- _Stored items_:
■ ■ ■ ■

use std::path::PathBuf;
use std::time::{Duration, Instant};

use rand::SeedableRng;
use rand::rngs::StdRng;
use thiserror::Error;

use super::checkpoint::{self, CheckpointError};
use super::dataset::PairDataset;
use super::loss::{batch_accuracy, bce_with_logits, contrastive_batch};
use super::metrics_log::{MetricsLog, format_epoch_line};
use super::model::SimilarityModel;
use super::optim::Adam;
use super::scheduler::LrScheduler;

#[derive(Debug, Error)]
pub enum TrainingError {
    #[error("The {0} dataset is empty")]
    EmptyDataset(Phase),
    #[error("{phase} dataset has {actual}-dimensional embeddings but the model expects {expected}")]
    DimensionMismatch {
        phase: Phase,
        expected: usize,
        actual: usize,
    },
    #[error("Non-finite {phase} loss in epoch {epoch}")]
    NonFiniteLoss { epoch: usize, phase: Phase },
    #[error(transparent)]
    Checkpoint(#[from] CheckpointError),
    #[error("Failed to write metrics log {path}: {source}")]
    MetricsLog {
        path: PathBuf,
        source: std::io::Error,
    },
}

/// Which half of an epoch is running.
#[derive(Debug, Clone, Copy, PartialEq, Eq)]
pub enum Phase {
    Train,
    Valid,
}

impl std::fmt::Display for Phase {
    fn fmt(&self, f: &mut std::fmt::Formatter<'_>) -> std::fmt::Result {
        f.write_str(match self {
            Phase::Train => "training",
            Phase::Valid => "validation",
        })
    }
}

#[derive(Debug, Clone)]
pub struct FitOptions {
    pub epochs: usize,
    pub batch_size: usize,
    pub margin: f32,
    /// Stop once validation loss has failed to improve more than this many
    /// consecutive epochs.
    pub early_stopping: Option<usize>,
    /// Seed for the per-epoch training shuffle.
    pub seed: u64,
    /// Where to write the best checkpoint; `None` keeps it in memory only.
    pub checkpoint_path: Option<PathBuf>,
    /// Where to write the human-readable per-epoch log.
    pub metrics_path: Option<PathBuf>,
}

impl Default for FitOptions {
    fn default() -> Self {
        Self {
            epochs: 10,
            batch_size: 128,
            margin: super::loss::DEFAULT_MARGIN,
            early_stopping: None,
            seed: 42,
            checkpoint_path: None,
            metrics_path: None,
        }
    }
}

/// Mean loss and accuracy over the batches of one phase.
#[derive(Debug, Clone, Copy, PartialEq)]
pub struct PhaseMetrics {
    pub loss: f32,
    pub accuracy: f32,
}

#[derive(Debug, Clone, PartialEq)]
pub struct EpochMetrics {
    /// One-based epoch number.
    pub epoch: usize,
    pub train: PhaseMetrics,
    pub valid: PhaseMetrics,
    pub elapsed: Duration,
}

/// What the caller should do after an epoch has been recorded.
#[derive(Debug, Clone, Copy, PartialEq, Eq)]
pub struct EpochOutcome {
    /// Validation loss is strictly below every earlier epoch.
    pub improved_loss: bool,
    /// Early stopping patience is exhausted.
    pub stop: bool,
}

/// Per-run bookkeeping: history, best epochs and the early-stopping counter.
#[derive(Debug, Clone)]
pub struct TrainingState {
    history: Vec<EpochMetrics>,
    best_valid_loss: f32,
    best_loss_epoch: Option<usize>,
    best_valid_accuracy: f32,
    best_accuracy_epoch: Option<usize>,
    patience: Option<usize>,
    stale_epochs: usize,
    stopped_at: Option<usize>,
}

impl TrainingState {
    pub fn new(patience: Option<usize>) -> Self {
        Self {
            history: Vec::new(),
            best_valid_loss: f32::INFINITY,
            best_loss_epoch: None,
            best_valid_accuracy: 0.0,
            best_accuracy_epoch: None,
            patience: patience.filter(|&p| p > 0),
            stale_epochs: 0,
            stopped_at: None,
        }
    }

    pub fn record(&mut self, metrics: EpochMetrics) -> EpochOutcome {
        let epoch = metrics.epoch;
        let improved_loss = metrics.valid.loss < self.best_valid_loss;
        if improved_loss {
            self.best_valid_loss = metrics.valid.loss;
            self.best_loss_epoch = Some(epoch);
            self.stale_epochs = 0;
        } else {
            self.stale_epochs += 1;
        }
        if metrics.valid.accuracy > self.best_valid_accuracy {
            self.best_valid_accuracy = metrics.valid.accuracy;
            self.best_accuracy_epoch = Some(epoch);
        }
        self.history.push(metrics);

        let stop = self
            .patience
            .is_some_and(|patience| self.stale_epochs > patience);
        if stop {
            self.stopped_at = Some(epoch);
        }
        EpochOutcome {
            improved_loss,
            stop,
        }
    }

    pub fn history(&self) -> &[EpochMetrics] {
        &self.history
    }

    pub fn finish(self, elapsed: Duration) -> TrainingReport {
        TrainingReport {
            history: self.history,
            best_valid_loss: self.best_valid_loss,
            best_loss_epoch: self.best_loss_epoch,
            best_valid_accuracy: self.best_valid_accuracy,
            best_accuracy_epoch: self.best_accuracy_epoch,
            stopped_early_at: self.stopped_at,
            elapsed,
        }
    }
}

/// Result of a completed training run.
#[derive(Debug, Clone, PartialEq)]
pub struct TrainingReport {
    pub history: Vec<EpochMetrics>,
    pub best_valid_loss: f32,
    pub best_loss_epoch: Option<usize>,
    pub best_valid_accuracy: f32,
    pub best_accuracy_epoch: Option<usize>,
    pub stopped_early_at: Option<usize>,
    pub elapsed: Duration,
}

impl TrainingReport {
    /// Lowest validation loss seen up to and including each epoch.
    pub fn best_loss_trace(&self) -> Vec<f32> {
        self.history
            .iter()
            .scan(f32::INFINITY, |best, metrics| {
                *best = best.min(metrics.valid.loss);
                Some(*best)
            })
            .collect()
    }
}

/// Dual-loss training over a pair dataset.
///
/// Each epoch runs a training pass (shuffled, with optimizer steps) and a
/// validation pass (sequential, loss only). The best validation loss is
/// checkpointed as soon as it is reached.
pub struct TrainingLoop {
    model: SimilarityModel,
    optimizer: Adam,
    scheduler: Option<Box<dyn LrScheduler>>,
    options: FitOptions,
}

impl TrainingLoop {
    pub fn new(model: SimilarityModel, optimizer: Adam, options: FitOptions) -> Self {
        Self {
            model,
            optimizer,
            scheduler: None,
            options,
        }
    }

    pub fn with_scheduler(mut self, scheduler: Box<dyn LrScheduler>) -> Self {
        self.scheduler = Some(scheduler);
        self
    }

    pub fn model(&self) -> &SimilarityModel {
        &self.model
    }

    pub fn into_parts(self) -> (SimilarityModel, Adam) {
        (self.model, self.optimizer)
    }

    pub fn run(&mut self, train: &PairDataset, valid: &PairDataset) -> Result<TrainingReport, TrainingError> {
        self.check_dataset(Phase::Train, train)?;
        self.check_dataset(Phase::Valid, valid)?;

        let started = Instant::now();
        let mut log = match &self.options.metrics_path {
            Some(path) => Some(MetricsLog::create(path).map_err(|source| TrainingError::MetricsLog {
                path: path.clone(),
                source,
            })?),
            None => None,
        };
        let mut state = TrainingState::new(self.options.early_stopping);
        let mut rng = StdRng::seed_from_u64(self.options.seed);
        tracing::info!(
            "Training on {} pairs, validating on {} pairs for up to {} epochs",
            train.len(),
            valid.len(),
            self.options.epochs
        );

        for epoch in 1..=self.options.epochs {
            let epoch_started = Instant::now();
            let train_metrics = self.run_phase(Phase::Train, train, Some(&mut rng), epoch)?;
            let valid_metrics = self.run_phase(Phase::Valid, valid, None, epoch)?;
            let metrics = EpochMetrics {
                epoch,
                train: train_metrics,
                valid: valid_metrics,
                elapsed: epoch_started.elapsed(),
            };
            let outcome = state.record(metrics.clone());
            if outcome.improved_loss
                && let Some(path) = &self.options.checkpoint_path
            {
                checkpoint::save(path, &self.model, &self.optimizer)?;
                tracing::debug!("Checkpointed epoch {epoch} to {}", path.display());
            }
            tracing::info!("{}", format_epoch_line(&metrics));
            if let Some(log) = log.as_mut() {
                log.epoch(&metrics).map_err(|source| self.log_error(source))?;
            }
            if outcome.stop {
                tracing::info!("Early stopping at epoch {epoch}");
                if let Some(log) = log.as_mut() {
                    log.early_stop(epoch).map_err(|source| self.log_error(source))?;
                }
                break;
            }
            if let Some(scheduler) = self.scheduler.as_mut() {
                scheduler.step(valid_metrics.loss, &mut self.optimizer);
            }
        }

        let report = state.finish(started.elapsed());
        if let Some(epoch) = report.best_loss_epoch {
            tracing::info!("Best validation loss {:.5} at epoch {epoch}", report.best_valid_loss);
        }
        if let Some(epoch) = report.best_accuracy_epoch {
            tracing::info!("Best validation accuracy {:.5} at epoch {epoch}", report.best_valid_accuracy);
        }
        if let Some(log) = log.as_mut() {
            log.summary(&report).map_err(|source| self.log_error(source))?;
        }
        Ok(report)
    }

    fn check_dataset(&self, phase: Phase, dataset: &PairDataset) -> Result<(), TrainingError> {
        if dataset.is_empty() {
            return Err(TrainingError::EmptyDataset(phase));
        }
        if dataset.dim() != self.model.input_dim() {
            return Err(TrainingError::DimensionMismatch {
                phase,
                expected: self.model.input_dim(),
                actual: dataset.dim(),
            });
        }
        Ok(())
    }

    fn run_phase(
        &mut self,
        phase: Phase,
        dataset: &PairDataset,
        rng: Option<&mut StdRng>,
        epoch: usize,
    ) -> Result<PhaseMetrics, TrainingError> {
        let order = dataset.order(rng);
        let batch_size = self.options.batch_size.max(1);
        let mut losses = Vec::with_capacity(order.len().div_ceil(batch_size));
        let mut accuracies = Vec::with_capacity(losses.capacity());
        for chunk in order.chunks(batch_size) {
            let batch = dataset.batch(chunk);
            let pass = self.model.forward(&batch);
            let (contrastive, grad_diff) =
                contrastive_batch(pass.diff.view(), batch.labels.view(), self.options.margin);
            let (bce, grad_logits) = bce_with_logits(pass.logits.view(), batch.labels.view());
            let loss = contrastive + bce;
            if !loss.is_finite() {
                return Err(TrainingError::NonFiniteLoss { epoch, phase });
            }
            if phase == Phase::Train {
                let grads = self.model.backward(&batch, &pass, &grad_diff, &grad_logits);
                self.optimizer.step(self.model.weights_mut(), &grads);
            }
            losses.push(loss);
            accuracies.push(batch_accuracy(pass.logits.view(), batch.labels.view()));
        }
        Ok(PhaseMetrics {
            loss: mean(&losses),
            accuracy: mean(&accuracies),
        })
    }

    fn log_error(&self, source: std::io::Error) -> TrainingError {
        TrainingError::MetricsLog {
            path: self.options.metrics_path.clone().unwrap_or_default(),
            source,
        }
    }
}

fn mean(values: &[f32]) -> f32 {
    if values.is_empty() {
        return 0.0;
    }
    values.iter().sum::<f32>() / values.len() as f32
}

■ ■ ■ ■

Beginning at the line where "let batch_size = self.options.batch_size.max(1);" appears, extract each line through the end of the data above; keep them exact and include nothing else.

- _RESULT OF THE EXERCISE_:
        let batch_size = self.options.batch_size.max(1);
        let mut losses = Vec::with_capacity(order.len().div_ceil(batch_size));
        let mut accuracies = Vec::with_capacity(losses.capacity());
        for chunk in order.chunks(batch_size) {
            let batch = dataset.batch(chunk);
            let pass = self.model.forward(&batch);
            let (contrastive, grad_diff) =
                contrastive_batch(pass.diff.view(), batch.labels.view(), self.options.margin);
            let (bce, grad_logits) = bce_with_logits(pass.logits.view(), batch.labels.view());
            let loss = contrastive + bce;
            if !loss.is_finite() {
                return Err(TrainingError::NonFiniteLoss { epoch, phase });
            }
            if phase == Phase::Train {
                let grads = self.model.backward(&batch, &pass, &grad_diff, &grad_logits);
                self.optimizer.step(self.model.weights_mut(), &grads);
            }
            losses.push(loss);
            accuracies.push(batch_accuracy(pass.logits.view(), batch.labels.view()));
        }
        Ok(PhaseMetrics {
            loss: mean(&losses),
            accuracy: mean(&accuracies),
        })
    }

    fn log_error(&self, source: std::io::Error) -> TrainingError {
        TrainingError::MetricsLog {
            path: self.options.metrics_path.clone().unwrap_or_default(),
            source,
        }
    }
}

fn mean(values: &[f32]) -> f32 {
    if values.is_empty() {
        return 0.0;
    }
    values.iter().sum::<f32>() / values.len() as f32
}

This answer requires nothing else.